При попытке получения насыщенного раствора относительно обоих компонентов путем последовательного добавления отдельно взятых субстанций кофеина и парацетамола небольшими порциями в растворяемую среду в таких же количествах, как и в составе сухой смеси, получены несколько меньшие значения концентраций веществ.
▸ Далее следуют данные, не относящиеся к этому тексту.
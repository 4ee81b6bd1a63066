//! Server network layer: WebSocket accept loop, per-connection tasks and the
//! broadcast hub
//!
//! One hub task owns the game engine and the connection registry. Connection
//! tasks only do socket I/O and their own heartbeat; everything they read is
//! forwarded to the hub over an mpsc channel, so each message is handled to
//! completion (decode, mutate, broadcast) before the next one is looked at.

use crate::client_manager::{Client, ClientManager};
use crate::game::{apply_command, GameEngine, Role};
use crate::validation::validate_effect;
use futures_util::{SinkExt, StreamExt};
use log::{debug, error, info, warn};
use shared::{Command, Event, GameState, ProtocolError, HEARTBEAT_INTERVAL_MS, WS_PATH};
use std::net::SocketAddr;
use std::time::Duration;
use thiserror::Error;
use tokio::net::{TcpListener, TcpStream};
use tokio::sync::{broadcast, mpsc};
use tokio::time::{interval_at, Instant};
use tokio_tungstenite::tungstenite::handshake::server::{ErrorResponse, Request, Response};
use tokio_tungstenite::tungstenite::http::StatusCode;
use tokio_tungstenite::tungstenite::Message;

#[derive(Debug, Error)]
pub enum ServerError {
    #[error("io error: {0}")]
    Io(#[from] std::io::Error),
    #[error("websocket error: {0}")]
    WebSocket(#[from] tokio_tungstenite::tungstenite::Error),
    #[error(transparent)]
    Protocol(#[from] ProtocolError),
    #[error("heartbeat interval must be non-zero")]
    ZeroHeartbeat,
}

#[derive(Debug, Clone)]
pub struct ServerConfig {
    /// Address to bind to
    pub bind_addr: String,
    /// Period of the per-connection heartbeat
    pub heartbeat_interval: Duration,
}

impl Default for ServerConfig {
    fn default() -> Self {
        Self {
            bind_addr: format!("127.0.0.1:{}", shared::DEFAULT_PORT),
            heartbeat_interval: Duration::from_millis(HEARTBEAT_INTERVAL_MS),
        }
    }
}

/// Messages sent from connection tasks to the hub
#[derive(Debug)]
pub enum HubMessage {
    Connected {
        client_id: u32,
        addr: SocketAddr,
        sender: mpsc::UnboundedSender<Message>,
    },
    Received {
        client_id: u32,
        text: String,
    },
    Closed {
        client_id: u32,
    },
}

/// Owns the engine and fans its output out to every connection
pub struct Hub {
    engine: GameEngine,
    clients: ClientManager,
    state_rx: broadcast::Receiver<GameState>,
}

impl Hub {
    pub fn new(engine: GameEngine) -> Self {
        let state_rx = engine.subscribe();
        Self {
            engine,
            clients: ClientManager::new(),
            state_rx,
        }
    }

    pub fn engine(&self) -> &GameEngine {
        &self.engine
    }

    pub fn clients(&self) -> &ClientManager {
        &self.clients
    }

    /// Handles one message to completion
    pub fn handle(&mut self, message: HubMessage) {
        match message {
            HubMessage::Connected {
                client_id,
                addr,
                sender,
            } => {
                self.clients.add_client(Client::new(client_id, addr, sender));
                self.greet(client_id);
            }
            HubMessage::Received { client_id, text } => self.handle_text(client_id, &text),
            HubMessage::Closed { client_id } => {
                self.clients.remove_client(client_id);
            }
        }
        self.flush_state_changes();
    }

    /// Pushes the catalog, then the current snapshot, to a new connection
    fn greet(&self, client_id: u32) {
        let activities = Event::activities(self.engine.activities().as_ref().clone());
        let state = Event::game_state(self.engine.get_state());

        for event in [activities, state] {
            match event.encode() {
                Ok(text) => {
                    self.clients.send_to(client_id, &text);
                }
                Err(e) => error!("Failed to encode greeting for client {}: {}", client_id, e),
            }
        }
    }

    fn handle_text(&mut self, client_id: u32, text: &str) {
        let command = match Command::decode(text) {
            Ok(command) => command,
            Err(e) => {
                warn!("Dropping message from client {}: {}", client_id, e);
                return;
            }
        };
        debug!("Client {} sent {}", client_id, command.name());

        if let Command::SendEffect { effect } = &command {
            match validate_effect(effect, self.engine.activities()) {
                Ok(effect) => self.broadcast(&Event::effect(effect)),
                Err(e) => warn!("Dropping effect from client {}: {}", client_id, e),
            }
            return;
        }

        let role = self.role_of(client_id);
        if let Err(e) = apply_command(&mut self.engine, command, role) {
            warn!("Dropping command from client {}: {}", client_id, e);
        }
    }

    /// Host privilege is not verified; every connection acts as host
    fn role_of(&self, _client_id: u32) -> Role {
        Role::Host
    }

    /// Broadcasts one `GameState` event per snapshot the engine published
    fn flush_state_changes(&mut self) {
        loop {
            match self.state_rx.try_recv() {
                Ok(state) => self.broadcast(&Event::game_state(state)),
                Err(broadcast::error::TryRecvError::Lagged(skipped)) => {
                    warn!("Skipped {} stale snapshots", skipped);
                }
                Err(_) => break,
            }
        }
    }

    fn broadcast(&self, event: &Event) {
        match event.encode() {
            Ok(text) => {
                let delivered = self.clients.broadcast(&text);
                debug!("Broadcast to {} clients", delivered);
            }
            Err(e) => error!("Failed to encode event: {}", e),
        }
    }
}

/// Main server coordinating the accept loop and the hub
pub struct Server {
    listener: TcpListener,
    config: ServerConfig,
    hub: Hub,
}

impl Server {
    pub async fn bind(config: ServerConfig, engine: GameEngine) -> Result<Self, ServerError> {
        if config.heartbeat_interval.is_zero() {
            return Err(ServerError::ZeroHeartbeat);
        }
        let listener = TcpListener::bind(&config.bind_addr).await?;
        info!("Server listening on {}", listener.local_addr()?);

        Ok(Server {
            listener,
            config,
            hub: Hub::new(engine),
        })
    }

    pub fn local_addr(&self) -> Result<SocketAddr, ServerError> {
        Ok(self.listener.local_addr()?)
    }

    /// Runs the server until the task is dropped
    pub async fn run(self) -> Result<(), ServerError> {
        let Server {
            listener,
            config,
            mut hub,
        } = self;
        let (hub_tx, mut hub_rx) = mpsc::unbounded_channel();

        tokio::spawn(accept_loop(listener, hub_tx, config.heartbeat_interval));
        info!("Server started successfully");

        while let Some(message) = hub_rx.recv().await {
            hub.handle(message);
        }

        info!("Server shutting down");
        Ok(())
    }
}

/// Accepts TCP connections and spawns a task per connection
async fn accept_loop(
    listener: TcpListener,
    hub_tx: mpsc::UnboundedSender<HubMessage>,
    heartbeat: Duration,
) {
    let mut next_client_id: u32 = 1;

    loop {
        match listener.accept().await {
            Ok((stream, addr)) => {
                let client_id = next_client_id;
                next_client_id += 1;
                debug!("New TCP connection {} from {}", client_id, addr);

                let hub_tx = hub_tx.clone();
                tokio::spawn(async move {
                    if let Err(e) =
                        handle_connection(stream, addr, client_id, hub_tx, heartbeat).await
                    {
                        warn!("Connection {} from {} ended: {}", client_id, addr, e);
                    }
                });
            }
            Err(e) => {
                error!("Error accepting connection: {}", e);
                tokio::time::sleep(Duration::from_millis(10)).await;
            }
        }
    }
}

/// Rejects upgrades on any path other than the WebSocket path
fn check_path(request: &Request, response: Response) -> Result<Response, ErrorResponse> {
    if request.uri().path() == WS_PATH {
        return Ok(response);
    }

    debug!("Rejecting upgrade on {}", request.uri().path());
    let mut error = ErrorResponse::new(Some("Not Found".to_string()));
    *error.status_mut() = StatusCode::NOT_FOUND;
    Err(error)
}

async fn handle_connection(
    stream: TcpStream,
    addr: SocketAddr,
    client_id: u32,
    hub_tx: mpsc::UnboundedSender<HubMessage>,
    heartbeat: Duration,
) -> Result<(), ServerError> {
    let ws_stream = tokio_tungstenite::accept_hdr_async(stream, check_path).await?;
    let (outbound_tx, outbound_rx) = mpsc::unbounded_channel();

    if hub_tx
        .send(HubMessage::Connected {
            client_id,
            addr,
            sender: outbound_tx,
        })
        .is_err()
    {
        return Ok(());
    }

    let result = pump(ws_stream, client_id, &hub_tx, outbound_rx, heartbeat).await;
    let _ = hub_tx.send(HubMessage::Closed { client_id });
    result
}

/// Moves frames between the socket and the hub until either side closes
async fn pump(
    ws_stream: tokio_tungstenite::WebSocketStream<TcpStream>,
    client_id: u32,
    hub_tx: &mpsc::UnboundedSender<HubMessage>,
    mut outbound_rx: mpsc::UnboundedReceiver<Message>,
    heartbeat: Duration,
) -> Result<(), ServerError> {
    let (mut ws_sender, mut ws_receiver) = ws_stream.split();
    let mut heartbeat = interval_at(Instant::now() + heartbeat, heartbeat);

    loop {
        tokio::select! {
            incoming = ws_receiver.next() => {
                match incoming {
                    Some(Ok(Message::Text(text))) => {
                        let text = text.to_string();
                        if hub_tx.send(HubMessage::Received { client_id, text }).is_err() {
                            break;
                        }
                    }
                    Some(Ok(Message::Binary(_))) => {
                        warn!("Dropping binary frame from client {}", client_id);
                    }
                    Some(Ok(Message::Close(_))) | None => break,
                    Some(Ok(_)) => {}
                    Some(Err(e)) => return Err(e.into()),
                }
            }

            outgoing = outbound_rx.recv() => {
                match outgoing {
                    Some(message) => ws_sender.send(message).await?,
                    None => break,
                }
            }

            _ = heartbeat.tick() => {
                let text = Event::heartbeat().encode()?;
                ws_sender.send(Message::Text(text.into())).await?;
            }
        }
    }

    // Best effort close; the peer may already be gone
    let _ = ws_sender.close().await;
    Ok(())
}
С целью более детального изучения отмеченного парадоксального результата существования при одинаковых условиях одних и тех же бинарных растворов с разной концентрацией насыщения в зависимости от способа их приготовления построена изотерма растворимости компонентов в системе «кофеин — парацетамол — вода» при 37 С (таб.29). Для графического отображения равновесных кривых использовалась диаграмма Схрейнемакерса [49, 4] (рис.34).
Как видно из рисунка, кривая насыщенных растворов парацетамола NE, приготовленных по первому способу заканчивается в эвтонике (Е), с содержанием парацетамола 8,82 г/ 100 г воды, и лежит выше равновесной кривой NE], построенной по второму способу, с эвтоникой (Ei), содержащей 7,96 г парацетамола на 100 г воды. Следует отметить, что в области эвтектического состава на первой кривой имеет место пик (F), свидетельствующий о почти семикратном увеличении концентрации парацетамола по сравнению с таковой для субстанции. В случае «раздельного» растворения концентрация также увеличивается. При этом в области, отвечающей эвтектическому соотношению, отмеченного выше для сухой смеси максимума растворимости не наблюдалось.